A educação a distância (EaD) já é uma realidade consolidada no mundo atual e trouxe transformações no processo de ensino-aprendizagem que ainda estão em debate. Uma delas diz respeito ao novo papel exigido do professor que trabalha com EaD, muitas vezes nomeado como tutor virtual. A antiga posição de um professor que se considerava o centro do saber e de alunos que recebiam o conteúdo passivamente não funciona mais. Com a facilidade de acesso à informação que a internet possibilita, talvez o maior desafio para o professor de EaD (e também para o do ensino presencial) seja auxiliar a pensar e selecionar o montante de informação disponível. “ Hoje, o professor interage com os alunos e ambos são emissores e receptores, estabelecendo uma relação de troca, de cooperação, de construção em comum”, afirma Liane Tarouco, no artigo “O professor e os alunos como protagonistas na educação aberta e a distância mediada por computador”.
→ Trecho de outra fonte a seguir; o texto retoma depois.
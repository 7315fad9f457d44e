//! Persistent ed25519 node key.
//!
//! Key file format (JSON): `{"priv_key": "<64 hex chars>"}`

use ed25519_dalek::{Signature, Signer, SigningKey, VerifyingKey};
use serde::{Deserialize, Serialize};
use std::fs;
use std::path::Path;
use thiserror::Error;
use zeroize::Zeroizing;

use crate::network::node_info::NodeId;

#[derive(Error, Debug)]
pub enum NodeKeyError {
    #[error("IO error: {0}")]
    Io(#[from] std::io::Error),
    #[error("Malformed key file: {0}")]
    Json(#[from] serde_json::Error),
    #[error("Invalid private key: {0}")]
    InvalidKey(String),
}

#[derive(Serialize, Deserialize)]
struct NodeKeyFile {
    priv_key: String,
}

/// The long-term identity key of this node.
#[derive(Clone)]
pub struct NodeKey {
    signing_key: SigningKey,
}

impl NodeKey {
    pub fn generate() -> Self {
        let mut csprng = rand::rngs::OsRng;
        Self {
            signing_key: SigningKey::generate(&mut csprng),
        }
    }

    pub fn from_bytes(bytes: &[u8; 32]) -> Self {
        Self {
            signing_key: SigningKey::from_bytes(bytes),
        }
    }

    pub fn id(&self) -> NodeId {
        NodeId::from_public_key(&self.public_key())
    }

    pub fn public_key(&self) -> VerifyingKey {
        self.signing_key.verifying_key()
    }

    pub fn sign(&self, msg: &[u8]) -> Signature {
        self.signing_key.sign(msg)
    }

    pub fn load(path: &Path) -> Result<Self, NodeKeyError> {
        let contents = Zeroizing::new(fs::read_to_string(path)?);
        let file: NodeKeyFile = serde_json::from_str(&contents)?;
        let file_key = Zeroizing::new(file.priv_key);
        let raw = Zeroizing::new(
            hex::decode(file_key.as_str()).map_err(|e| NodeKeyError::InvalidKey(e.to_string()))?,
        );
        let bytes: &[u8; 32] = raw.as_slice().try_into().map_err(|_| {
            NodeKeyError::InvalidKey(format!("expected 32 bytes, got {}", raw.len()))
        })?;
        Ok(Self::from_bytes(bytes))
    }

    pub fn save(&self, path: &Path) -> Result<(), NodeKeyError> {
        if let Some(parent) = path.parent() {
            if !parent.as_os_str().is_empty() {
                fs::create_dir_all(parent)?;
            }
        }
        let file = NodeKeyFile {
            priv_key: hex::encode(self.signing_key.to_bytes()),
        };
        let json = Zeroizing::new(serde_json::to_string_pretty(&file)?);
        fs::write(path, json.as_bytes())?;
        Ok(())
    }

    /// Loads the key at `path`, generating and saving a new one if missing.
    pub fn load_or_generate(path: &Path) -> Result<Self, NodeKeyError> {
        if path.exists() {
            return Self::load(path);
        }
        let key = Self::generate();
        key.save(path)?;
        tracing::info!(path = %path.display(), node_id = %key.id(), "Generated new node key");
        Ok(key)
    }
}

impl std::fmt::Debug for NodeKey {
    fn fmt(&self, f: &mut std::fmt::Formatter<'_>) -> std::fmt::Result {
        f.debug_struct("NodeKey").field("id", &self.id()).finish()
    }
}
Embora essa nova função do professor como mediador já tenha sido problematizada pelos pedagogos, antes mesmo da expansão da EaD, foi essa nova modalidade de ensino que a reforçou, segundo Denise Lima e Abreu, coordenadora da Universidade Aberta do Brasil na Universidade Federal de São Carlos (UAB-UFSCar) e professora dos cursos de formação em tutoria virtual e de professores em EaD. “Com o ensino a distância, torna-se necessária a constante interação entre professores junto aos estudantes, principalmente motivando-os a vencer os obstáculos naturais referentes ao processo de se aprender de forma assíncrona (ou seja, cada estudante em seu tempo)”, ressalta.
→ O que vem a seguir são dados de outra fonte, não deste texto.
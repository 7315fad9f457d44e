//! MConn peer transport: filtered, authenticated, multiplexed TCP connections.

pub mod config;
pub mod error;
pub mod logging;
pub mod network;
pub mod shutdown;

pub use error::{RejectReason, RejectedError, StreamError, TransportError};
pub use network::conn_set::{ConnectionSet, RawConnId};
pub use network::connection::Connection;
pub use network::endpoint::{Endpoint, MCONN_PROTOCOL};
pub use network::filter::{ConnFilter, ConnectionRateFilter, DuplicateIpFilter, IpBlocklistFilter};
pub use network::mconnection::{ChannelDescriptor, MConnConfig};
pub use network::node_info::{NodeId, NodeInfo};
pub use network::node_key::NodeKey;
pub use network::stream::Stream;
pub use network::transport::{Transport, TransportOptions};
//! Packets exchanged by the multiplexer.
//!
//! Each packet is one length-prefixed bincode message on the secret connection.

use bytes::Bytes;
use serde::{Deserialize, Serialize};

/// Bincode overhead of a `Msg` packet beyond its payload bytes.
const PACKET_OVERHEAD: usize = 32;

#[derive(Debug, Clone, PartialEq, Eq, Serialize, Deserialize)]
pub enum Packet {
    Ping,
    Pong,
    Msg {
        channel_id: u8,
        /// Set on the last packet of a message.
        eof: bool,
        data: Bytes,
    },
}

impl Packet {
    pub fn msg(channel_id: u8, eof: bool, data: Bytes) -> Self {
        Packet::Msg {
            channel_id,
            eof,
            data,
        }
    }
}

/// Largest encoded packet a peer may send for a given payload limit.
pub fn max_packet_size(max_payload: usize) -> usize {
    max_payload + PACKET_OVERHEAD
}

#[cfg(test)]
mod tests {
    use super::*;

    #[test]
    fn test_full_packet_fits_limit() {
        let payload = 1024;
        let packet = Packet::msg(0xff, true, Bytes::from(vec![0xab; payload]));
        let encoded = bincode::serialize(&packet).unwrap();
        assert!(encoded.len() <= max_packet_size(payload));

        let decoded: Packet = bincode::deserialize(&encoded).unwrap();
        assert_eq!(decoded, packet);
    }

    #[test]
    fn test_control_packets_are_small() {
        assert!(bincode::serialize(&Packet::Ping).unwrap().len() <= 4);
        assert!(bincode::serialize(&Packet::Pong).unwrap().len() <= 4);
    }
}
Uma das grandes novidades da EaD é o trabalho fragmentado e dependente de vários profissionais. Daniel Mill, professor adjunto da UFSCar e especialista em estudos de gestão estratégica em EaD, e Fernando Fidalgo, diretor do Centro de Apoio à EaD da Universidade Federal de Minas Gerais, nomeiam esse processo de polidocência. No artigo “Sobre tutoria virtual na educação a distância: caracterizando o teletrabalho docente”, os autores observam que o trabalho em EaD envolve docentes e não-docentes para dar conta da complexidade da aula nessa modalidade e da quantidade de alunos. “Na educação a distância, não há a opção de um único profissional realizar toda a ‘aula’ porque, via de regra, a quantidade de alunos ou a complexidade do processo de trabalho impossibilita a ‘unidocência’”, afirmam.
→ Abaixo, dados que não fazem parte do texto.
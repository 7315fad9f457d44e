//! Configuration for the mconnd daemon.
//!
//! TOML file with `[node]`, `[transport]`, `[mconn]`, `[[channels]]` and
//! `[logging]` sections. Missing fields fall back to defaults, so an empty
//! file is a valid configuration.

use serde::{Deserialize, Serialize};
use std::fs;
use std::net::IpAddr;
use std::path::{Path, PathBuf};
use std::sync::Arc;
use std::time::Duration;
use thiserror::Error;

use crate::network::endpoint::Endpoint;
use crate::network::filter::{ConnFilter, ConnectionRateFilter, DuplicateIpFilter, IpBlocklistFilter};
use crate::network::mconnection::{ChannelDescriptor, MConnConfig};
use crate::network::node_info::{NodeId, NodeInfo, NodeInfoOther, ProtocolVersion};
use crate::network::transport::TransportOptions;

#[derive(Error, Debug)]
pub enum ConfigError {
    #[error("IO error: {0}")]
    Io(#[from] std::io::Error),
    #[error("Failed to parse config: {0}")]
    Parse(#[from] toml::de::Error),
    #[error("Failed to serialize config: {0}")]
    Serialize(#[from] toml::ser::Error),
    #[error("Invalid config: {0}")]
    Invalid(String),
}

/// Platform-specific data directory for mconnd.
pub fn get_data_dir() -> PathBuf {
    if cfg!(windows) {
        dirs::config_dir()
            .unwrap_or_else(|| PathBuf::from("."))
            .join("mconnd")
    } else {
        dirs::home_dir()
            .unwrap_or_else(|| PathBuf::from("."))
            .join(".mconnd")
    }
}

#[derive(Debug, Clone, Serialize, Deserialize)]
pub struct Config {
    #[serde(default)]
    pub node: NodeConfig,
    #[serde(default)]
    pub transport: TransportConfig,
    #[serde(default)]
    pub mconn: MConnSection,
    #[serde(default = "default_channels")]
    pub channels: Vec<ChannelDescriptor>,
    #[serde(default)]
    pub logging: LoggingConfig,
}

impl Default for Config {
    fn default() -> Self {
        Self {
            node: NodeConfig::default(),
            transport: TransportConfig::default(),
            mconn: MConnSection::default(),
            channels: default_channels(),
            logging: LoggingConfig::default(),
        }
    }
}

#[derive(Debug, Clone, Serialize, Deserialize)]
pub struct NodeConfig {
    #[serde(default = "default_moniker")]
    pub moniker: String,
    /// Chain / network identifier peers must share.
    #[serde(default = "default_network")]
    pub network: String,
    /// Empty means `<data dir>/config/node_key.json`.
    #[serde(default)]
    pub node_key_file: String,
}

impl Default for NodeConfig {
    fn default() -> Self {
        Self {
            moniker: default_moniker(),
            network: default_network(),
            node_key_file: String::new(),
        }
    }
}

fn default_moniker() -> String {
    hostname::get()
        .ok()
        .and_then(|h| h.into_string().ok())
        .map(|h| h.split('.').next().unwrap_or(&h).to_string())
        .filter(|h| !h.is_empty())
        .unwrap_or_else(|| "mconnd".to_string())
}

fn default_network() -> String {
    "testnet".to_string()
}

#[derive(Debug, Clone, Serialize, Deserialize)]
pub struct TransportConfig {
    #[serde(default = "default_listen_address")]
    pub listen_address: String,
    #[serde(default = "default_dial_timeout_ms")]
    pub dial_timeout_ms: u64,
    #[serde(default = "default_handshake_timeout_ms")]
    pub handshake_timeout_ms: u64,
    #[serde(default = "default_filter_timeout_ms")]
    pub filter_timeout_ms: u64,
    /// 0 means unlimited.
    #[serde(default)]
    pub max_incoming_connections: usize,
    /// Off by default: peers behind one NAT share an IP.
    #[serde(default)]
    pub filter_duplicate_ip: bool,
    /// IPs never accepted or dialled.
    #[serde(default)]
    pub blocked_peers: Vec<String>,
    /// 0 disables the per-IP rate filter.
    #[serde(default)]
    pub max_connections_per_ip_per_minute: u32,
    /// Endpoints dialled at startup.
    #[serde(default)]
    pub persistent_peers: Vec<String>,
}

impl Default for TransportConfig {
    fn default() -> Self {
        Self {
            listen_address: default_listen_address(),
            dial_timeout_ms: default_dial_timeout_ms(),
            handshake_timeout_ms: default_handshake_timeout_ms(),
            filter_timeout_ms: default_filter_timeout_ms(),
            max_incoming_connections: 0,
            filter_duplicate_ip: false,
            blocked_peers: Vec::new(),
            max_connections_per_ip_per_minute: 0,
            persistent_peers: Vec::new(),
        }
    }
}

fn default_listen_address() -> String {
    "mconn://0.0.0.0:26657".to_string()
}

fn default_dial_timeout_ms() -> u64 {
    1000
}

fn default_handshake_timeout_ms() -> u64 {
    3000
}

fn default_filter_timeout_ms() -> u64 {
    5000
}

/// The `[mconn]` section; durations in milliseconds.
#[derive(Debug, Clone, Serialize, Deserialize)]
pub struct MConnSection {
    #[serde(default = "default_rate")]
    pub send_rate: u64,
    #[serde(default = "default_rate")]
    pub recv_rate: u64,
    #[serde(default = "default_max_packet_msg_payload_size")]
    pub max_packet_msg_payload_size: usize,
    #[serde(default = "default_flush_throttle_ms")]
    pub flush_throttle_ms: u64,
    #[serde(default = "default_ping_interval_ms")]
    pub ping_interval_ms: u64,
    #[serde(default = "default_pong_timeout_ms")]
    pub pong_timeout_ms: u64,
    #[serde(default = "default_send_timeout_ms")]
    pub send_timeout_ms: u64,
}

impl Default for MConnSection {
    fn default() -> Self {
        Self {
            send_rate: default_rate(),
            recv_rate: default_rate(),
            max_packet_msg_payload_size: default_max_packet_msg_payload_size(),
            flush_throttle_ms: default_flush_throttle_ms(),
            ping_interval_ms: default_ping_interval_ms(),
            pong_timeout_ms: default_pong_timeout_ms(),
            send_timeout_ms: default_send_timeout_ms(),
        }
    }
}

fn default_rate() -> u64 {
    MConnConfig::default().send_rate
}

fn default_max_packet_msg_payload_size() -> usize {
    1024
}

fn default_flush_throttle_ms() -> u64 {
    100
}

fn default_ping_interval_ms() -> u64 {
    60_000
}

fn default_pong_timeout_ms() -> u64 {
    45_000
}

fn default_send_timeout_ms() -> u64 {
    10_000
}

fn default_channels() -> Vec<ChannelDescriptor> {
    vec![ChannelDescriptor::new(0x01)
        .with_priority(1)
        .with_send_queue_capacity(16)
        .with_recv_message_capacity(1024 * 1024)]
}

#[derive(Debug, Clone, Serialize, Deserialize)]
pub struct LoggingConfig {
    #[serde(default = "default_log_level")]
    pub level: String,
    /// "pretty" or "json".
    #[serde(default = "default_log_format")]
    pub format: String,
}

impl Default for LoggingConfig {
    fn default() -> Self {
        Self {
            level: default_log_level(),
            format: default_log_format(),
        }
    }
}

fn default_log_level() -> String {
    "info".to_string()
}

fn default_log_format() -> String {
    "pretty".to_string()
}

impl Config {
    pub fn load_from_file(path: &Path) -> Result<Self, ConfigError> {
        let contents = fs::read_to_string(path)?;
        let config: Config = toml::from_str(&contents)?;
        config.validate()?;
        Ok(config)
    }

    pub fn save_to_file(&self, path: &Path) -> Result<(), ConfigError> {
        if let Some(parent) = path.parent() {
            if !parent.as_os_str().is_empty() {
                fs::create_dir_all(parent)?;
            }
        }
        let contents = toml::to_string_pretty(self)?;
        fs::write(path, contents)?;
        Ok(())
    }

    /// Loads `path`, writing the defaults there first if it does not exist.
    pub fn load_or_create(path: &Path) -> Result<Self, ConfigError> {
        if path.exists() {
            return Self::load_from_file(path);
        }
        let config = Config::default();
        config.save_to_file(path)?;
        tracing::info!(path = %path.display(), "Created default config");
        Ok(config)
    }

    pub fn validate(&self) -> Result<(), ConfigError> {
        if self.channels.is_empty() {
            return Err(ConfigError::Invalid("at least one channel is required".into()));
        }
        let mut seen = std::collections::HashSet::new();
        for ch in &self.channels {
            if !seen.insert(ch.id) {
                return Err(ConfigError::Invalid(format!(
                    "duplicate channel id {:#04x}",
                    ch.id
                )));
            }
        }
        if self.mconn.max_packet_msg_payload_size == 0 {
            return Err(ConfigError::Invalid(
                "max_packet_msg_payload_size must be positive".into(),
            ));
        }
        self.listen_endpoint()?;
        self.blocked_ips()?;
        self.persistent_peers()?;
        Ok(())
    }

    pub fn listen_endpoint(&self) -> Result<Endpoint, ConfigError> {
        parse_endpoint(&self.transport.listen_address)
    }

    pub fn persistent_peers(&self) -> Result<Vec<Endpoint>, ConfigError> {
        self.transport
            .persistent_peers
            .iter()
            .map(|s| parse_endpoint(s))
            .collect()
    }

    fn blocked_ips(&self) -> Result<Vec<IpAddr>, ConfigError> {
        self.transport
            .blocked_peers
            .iter()
            .map(|s| {
                s.parse()
                    .map_err(|_| ConfigError::Invalid(format!("invalid blocked peer IP {:?}", s)))
            })
            .collect()
    }

    pub fn node_key_path(&self) -> PathBuf {
        if self.node.node_key_file.is_empty() {
            get_data_dir().join("config").join("node_key.json")
        } else {
            PathBuf::from(&self.node.node_key_file)
        }
    }

    pub fn mconn_config(&self) -> MConnConfig {
        let m = &self.mconn;
        MConnConfig {
            send_rate: m.send_rate,
            recv_rate: m.recv_rate,
            max_packet_msg_payload_size: m.max_packet_msg_payload_size,
            flush_throttle: Duration::from_millis(m.flush_throttle_ms),
            ping_interval: Duration::from_millis(m.ping_interval_ms),
            pong_timeout: Duration::from_millis(m.pong_timeout_ms),
            send_timeout: Duration::from_millis(m.send_timeout_ms),
        }
    }

    /// Transport options with the configured filter chain.
    pub fn transport_options(&self) -> Result<TransportOptions, ConfigError> {
        let t = &self.transport;
        let mut filters: Vec<Arc<dyn ConnFilter>> = Vec::new();
        if t.filter_duplicate_ip {
            filters.push(Arc::new(DuplicateIpFilter));
        }
        let blocked = self.blocked_ips()?;
        if !blocked.is_empty() {
            filters.push(Arc::new(IpBlocklistFilter::with_blocked(blocked)));
        }
        if t.max_connections_per_ip_per_minute > 0 {
            filters.push(Arc::new(ConnectionRateFilter::new(
                Duration::from_secs(60),
                t.max_connections_per_ip_per_minute,
            )));
        }

        Ok(TransportOptions::default()
            .with_max_incoming_connections(t.max_incoming_connections)
            .with_dial_timeout(Duration::from_millis(t.dial_timeout_ms))
            .with_handshake_timeout(Duration::from_millis(t.handshake_timeout_ms))
            .with_filter_timeout(Duration::from_millis(t.filter_timeout_ms))
            .with_conn_filters(filters))
    }

    /// The descriptor this node advertises during handshakes.
    pub fn node_info(&self, node_id: NodeId, listen_addr: &Endpoint) -> NodeInfo {
        let listen_addr = match listen_addr.socket_addr() {
            Some(addr) => addr.to_string(),
            None => listen_addr.to_string(),
        };
        NodeInfo {
            protocol_version: ProtocolVersion::current(),
            node_id,
            listen_addr,
            network: self.node.network.clone(),
            version: env!("CARGO_PKG_VERSION").to_string(),
            channels: self.channels.iter().map(|ch| ch.id).collect(),
            moniker: self.node.moniker.clone(),
            other: NodeInfoOther::default(),
        }
    }
}

fn parse_endpoint(s: &str) -> Result<Endpoint, ConfigError> {
    s.parse::<Endpoint>()
        .and_then(|e| e.normalize())
        .map_err(|e| ConfigError::Invalid(format!("endpoint {:?}: {}", s, e)))
}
O professor que trabalha com EaD costuma ser identificado como tutor virtual, tutor eletrônico, tutor online ou animador. Ele é um dos profissionais que compõem a polidocência e é o responsável pelo contato online com os alunos, atuando como mediador e facilitador do processo de ensino-aprendizagem. Segundo Mill e Fidalgo, o tutor que atua nos encontros presenciais com os alunos é o tutor presencial, e o que os acompanha à distância, tendo seu trabalho mediado pelas tecnologias de informação e comunicação, é o tutor virtual. Este último não é propriamente um professor como o de cursos totalmente presenciais. Além dos tutores, a estrutura dos profissionais de um curso de EaD envolve os programadores, gestores, coordenadores do curso, professores autores do material didático e coordenadores de tutores. Segundo Lima e Abreu, o coordenador de tutoria, que realiza a intermediação entre professores-autores, gestores e tutores, é essencial no processo de gestão da EaD para garantia da qualidade no processo de ensino-aprendizagem.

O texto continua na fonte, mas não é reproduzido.